Geekbench 5 benchmarks of base and mid-range Mac Pro processor options are now available, showing how the Mac Pro performs relative to other Macs.
Based on the available scores, the 8-core, 12-core, and 16-core Mac Pro processors offer performance similar to the processors in the 2017 iMac Pro models.
The base Mac Pro with an 8-core Xeon W chip has a single-core score of 1008 and a multi-core score of 7606, which is beaten out by the 8-core 2017 iMac Pro’s single core score of 1076 and multi-core score of 8120.

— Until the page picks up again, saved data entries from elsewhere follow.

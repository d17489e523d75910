use chrono::{DateTime, Utc};
use serde::{Deserialize, Serialize};
use sqlx::FromRow;
use uuid::Uuid;

#[derive(Debug, Clone, Serialize, Deserialize, FromRow)]
pub struct Student {
    pub id: Uuid,
    pub name: String,
    pub class_label: String,
    pub primary_parent_id: Option<Uuid>,
    pub secondary_parent_id: Option<Uuid>,
    /// Unclaimed parent email — linked automatically when that parent signs up.
    pub parent_email: Option<String>,
    pub health_notes: Option<String>,
    pub emergency_contact: Option<String>,
    pub photo_url: Option<String>,
    pub is_active: bool,
    pub created_at: DateTime<Utc>,
    pub updated_at: DateTime<Utc>,
}

#[derive(Debug, Deserialize)]
pub struct CreateStudentRequest {
    pub name: String,
    pub class_label: Option<String>,
    pub primary_parent_id: Option<Uuid>,
    pub secondary_parent_id: Option<Uuid>,
    pub parent_email: Option<String>,
    pub health_notes: Option<String>,
    pub emergency_contact: Option<String>,
}

#[derive(Debug, Deserialize)]
pub struct UpdateStudentRequest {
    pub name: Option<String>,
    pub class_label: Option<String>,
    pub primary_parent_id: Option<Uuid>,
    pub secondary_parent_id: Option<Uuid>,
    pub parent_email: Option<String>,
    pub health_notes: Option<String>,
    pub emergency_contact: Option<String>,
    pub photo_url: Option<String>,
    pub is_active: Option<bool>,
}
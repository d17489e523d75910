use sqlx::postgres::PgPoolOptions;
use sqlx::PgPool;

pub async fn create_pool(database_url: &str) -> anyhow::Result<PgPool> {
    let pool = PgPoolOptions::new()
        .max_connections(20)
        .connect(database_url)
        .await?;
    Ok(pool)
}

/// Run the migrations embedded in ./migrations/
pub async fn run_migrations(pool: &PgPool) -> anyhow::Result<()> {
    sqlx::migrate!("./migrations").run(pool).await?;
    Ok(())
}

Similar scores can also be seen in the higher-core Mac Pro models as well… The 16-core processor in the Mac Pro does win out over the 18-core processor in the 2017 iMac Pro when it comes to both multi-core and single-core performance, but there’s not a huge difference in score.
MacDailyNews Take: Expected. When the benchmarks for high-end Mac Pros with 24- and 28-core processor options appear, that’s where even the top-of-the-range iMac Pro with 18-core Xeon processor will get trounced in CPU benchmarks!

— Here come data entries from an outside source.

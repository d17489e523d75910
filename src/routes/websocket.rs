use axum::{
    extract::{
        ws::{Message, WebSocket, WebSocketUpgrade},
        Query, State,
    },
    response::Response,
};
use futures_util::{SinkExt, StreamExt};
use serde::Deserialize;
use tracing::{error, info};

use crate::{
    middleware::auth::decode_access_token,
    services::realtime::{CHAT_CHANNEL, PICKUP_CHANNEL},
    AppState,
};

#[derive(Debug, Deserialize)]
pub struct WsQueryParams {
    pub token: String,
}

pub async fn ws_handler(
    ws: WebSocketUpgrade,
    State(state): State<AppState>,
    Query(params): Query<WsQueryParams>,
) -> Response {
    let jwt_secret = state.config.jwt_secret.clone();
    let auth_user = decode_access_token(&params.token, &jwt_secret);

    ws.on_upgrade(move |socket| async move {
        match auth_user {
            Ok(user) => {
                info!("WebSocket connected: user={}", user.user_id);
                handle_socket(socket, state, user.user_id.to_string()).await;
            }
            Err(e) => {
                error!("WebSocket auth failed: {}", e);
            }
        }
    })
}

/// Forward chat and pickup feed events to the client. Events are broadcast
/// best-effort: subscribers tolerate duplicates because every payload carries
/// the entity id.
async fn handle_socket(socket: WebSocket, state: AppState, user_id: String) {
    let (mut sender, mut receiver) = socket.split();

    let mut pubsub = match state.redis_client.get_async_pubsub().await {
        Ok(c) => c,
        Err(e) => {
            error!("Redis pubsub error: {}", e);
            return;
        }
    };

    for channel in [CHAT_CHANNEL, PICKUP_CHANNEL] {
        if let Err(e) = pubsub.subscribe(channel).await {
            error!("Redis subscribe error on {channel}: {e}");
            return;
        }
    }

    // Redis Pub/Sub → WebSocket
    let mut redis_task = tokio::spawn(async move {
        let mut pubsub_stream = pubsub.on_message();
        while let Some(msg) = pubsub_stream.next().await {
            let payload: String = match msg.get_payload() {
                Ok(p) => p,
                Err(_) => continue,
            };
            if sender
                .send(Message::Text(payload.into()))
                .await
                .is_err()
            {
                break;
            }
        }
    });

    // Drain the client side; the feeds are server-push only.
    let mut client_task = tokio::spawn(async move {
        while let Some(Ok(msg)) = receiver.next().await {
            match msg {
                Message::Text(text) => {
                    info!("WS message from {}: {}", user_id, text);
                }
                Message::Ping(_) => {}
                Message::Close(_) => break,
                _ => {}
            }
        }
    });

    tokio::select! {
        _ = (&mut redis_task) => client_task.abort(),
        _ = (&mut client_task) => redis_task.abort(),
    }

    info!("WebSocket disconnected");
}
use axum::{
    extract::FromRequestParts,
    http::{request::Parts, StatusCode},
};
use jsonwebtoken::{decode, Algorithm, DecodingKey, Validation};

use crate::models::auth::{AuthenticatedUser, Claims};

impl<S> FromRequestParts<S> for AuthenticatedUser
where
    S: Send + Sync,
{
    type Rejection = (StatusCode, &'static str);

    async fn from_request_parts(parts: &mut Parts, _state: &S) -> Result<Self, Self::Rejection> {
        let auth_header = parts
            .headers
            .get("Authorization")
            .and_then(|v| v.to_str().ok())
            .ok_or((StatusCode::UNAUTHORIZED, "Missing Authorization header"))?;

        let token = auth_header
            .strip_prefix("Bearer ")
            .ok_or((StatusCode::UNAUTHORIZED, "Invalid Authorization header format"))?;

        let secret = parts
            .extensions
            .get::<JwtSecret>()
            .ok_or((StatusCode::INTERNAL_SERVER_ERROR, "JWT secret not configured"))?;

        // Any decode failure reads as "no access" — fail closed. A pending
        // account still authenticates (it can see its own profile) but its
        // capability set is empty, so authz checks reject it everywhere else.
        decode_access_token(token, &secret.0)
            .map_err(|_| (StatusCode::UNAUTHORIZED, "Invalid or expired token"))
    }
}

/// Extension type to carry the JWT secret through request extensions.
#[derive(Clone)]
pub struct JwtSecret(pub String);

pub fn decode_access_token(token: &str, secret: &str) -> Result<AuthenticatedUser, anyhow::Error> {
    let key = DecodingKey::from_secret(secret.as_bytes());
    let mut validation = Validation::new(Algorithm::HS256);
    validation.validate_exp = true;

    let data = decode::<Claims>(token, &key, &validation)?;
    let claims = data.claims;

    Ok(AuthenticatedUser {
        user_id: claims.sub.parse()?,
        role: claims.role,
        is_super_admin: claims.super_admin,
    })
}
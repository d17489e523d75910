use axum::{
    extract::{Path, Query, State},
    http::StatusCode,
    Json,
};
use serde_json::{json, Value};
use uuid::Uuid;

use crate::{
    middleware::authz::Capability,
    models::{
        auth::AuthenticatedUser,
        leave::{CreateLeaveRequest, DecideLeaveRequest, LeaveCalendarQuery},
    },
    services::{
        leave::{DecideOutcome, LeaveService},
        students::StudentService,
    },
    AppState,
};

/// POST /leaves — parent submits for their own child.
pub async fn create_leave(
    State(state): State<AppState>,
    user: AuthenticatedUser,
    Json(body): Json<CreateLeaveRequest>,
) -> Result<(StatusCode, Json<Value>), (StatusCode, Json<Value>)> {
    user.require(Capability::RequestLeave)?;

    let linked = StudentService::is_parent_of(&state.db, body.student_id, user.user_id)
        .await
        .map_err(|e| {
            (
                StatusCode::INTERNAL_SERVER_ERROR,
                Json(json!({ "error": e.to_string() })),
            )
        })?;
    if !linked {
        return Err((
            StatusCode::FORBIDDEN,
            Json(json!({ "error": "Access denied" })),
        ));
    }

    LeaveService::create(&state.db, &user, &body)
        .await
        .map(|leave| (StatusCode::CREATED, Json(serde_json::to_value(leave).unwrap())))
        .map_err(|e| {
            (
                StatusCode::BAD_REQUEST,
                Json(json!({ "error": e.to_string() })),
            )
        })
}

/// GET /leaves — parents see their own children's requests, staff see all.
pub async fn list_leaves(
    State(state): State<AppState>,
    user: AuthenticatedUser,
) -> Result<Json<Value>, (StatusCode, Json<Value>)> {
    user.require(Capability::ViewLeaves)?;
    LeaveService::list(&state.db, &user)
        .await
        .map(|leaves| Json(serde_json::to_value(leaves).unwrap()))
        .map_err(|e| {
            (
                StatusCode::INTERNAL_SERVER_ERROR,
                Json(json!({ "error": e.to_string() })),
            )
        })
}

/// POST /leaves/{id}/decide — staff approves or rejects a pending request.
pub async fn decide_leave(
    State(state): State<AppState>,
    user: AuthenticatedUser,
    Path(leave_id): Path<Uuid>,
    Json(body): Json<DecideLeaveRequest>,
) -> Result<Json<Value>, (StatusCode, Json<Value>)> {
    user.require(Capability::DecideLeave)?;

    let approve = match body.action.as_str() {
        "approve" => true,
        "reject" => false,
        other => {
            return Err((
                StatusCode::BAD_REQUEST,
                Json(json!({ "error": format!("Unknown action: {other}") })),
            ))
        }
    };

    match LeaveService::decide(&state.db, &user, leave_id, approve)
        .await
        .map_err(|e| {
            (
                StatusCode::INTERNAL_SERVER_ERROR,
                Json(json!({ "error": e.to_string() })),
            )
        })? {
        DecideOutcome::Decided(leave) => Ok(Json(serde_json::to_value(leave).unwrap())),
        DecideOutcome::IllegalTransition { from } => Err((
            StatusCode::UNPROCESSABLE_ENTITY,
            Json(json!({ "error": format!("Request already decided (status: {from})") })),
        )),
        DecideOutcome::NotFound => Err((
            StatusCode::NOT_FOUND,
            Json(json!({ "error": "Leave request not found" })),
        )),
    }
}

/// GET /leaves/calendar?date= — decided requests covering the day.
pub async fn leave_calendar(
    State(state): State<AppState>,
    user: AuthenticatedUser,
    Query(params): Query<LeaveCalendarQuery>,
) -> Result<Json<Value>, (StatusCode, Json<Value>)> {
    user.require(Capability::ViewLeaves)?;
    LeaveService::calendar(&state.db, params.date)
        .await
        .map(|items| Json(serde_json::to_value(items).unwrap()))
        .map_err(|e| {
            (
                StatusCode::INTERNAL_SERVER_ERROR,
                Json(json!({ "error": e.to_string() })),
            )
        })
}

A fully-loaded iMac Pro (2.3GHz 18-core Intel Xeon W processor, 256GB 2666MHz DDR4 ECC Memory, Radeon Pro Vega 64X with 16GB of HBM2 memory, 4TB SSD storage) retails for $14,299.
For reference, our top 16-inch MacBook Pro (2.4GHz 8‑core Intel Core i9, Turbo Boost up to 5.0GHz, with 16MB shared L3 cache) benchmarks were 1,234 (single core) and 7,272 (multi-core) in GeekBench 5.
I smell the return of $/mips only modernized.
Is it true the 2019 i9 iMac ( not iMac pro) has scores of 1200/7900?
Top of the line iMac Pro (Intel Core i9-9900K @ 3.6 GHz (8 cores)): 1252/8202
New Mac Pro (Intel Xeon W-3245 @ 3.2 GHz (16 cores): 1107/14451
New Mac Pro (Intel Xeon W-3265M @ 2.7 GHz (24 cores): 1096/17733
The iMac gets its speed from jacking up the CPU speed.
The Mac Pro gets its speed from jacking up the CPU cores.
ASUS All Series
Intel Core i7-5960X 3817 MHz (8 cores)
Windows 64
x86_64
Single Core: 946
Multi Core: 8241
For a 3+ year old build. I’m not motivated.
I’ll wait for more real world numbers from the various teams that give input into Bare Feats. Those should be rather interesting.
Having more cores don’t work well because of heat inside one unit (computer), however imagine if Apple made a half sized Mac Pro’s (more server like) two or four of them together would awesome in a rack. 24 cores in one unit sounds good but isn’t.
And a new MacBook pro 16 works with that new XDR monitor at full res). That is the best deal in computing today. And is why a curated monitor designed and sold by Apple will always be the best.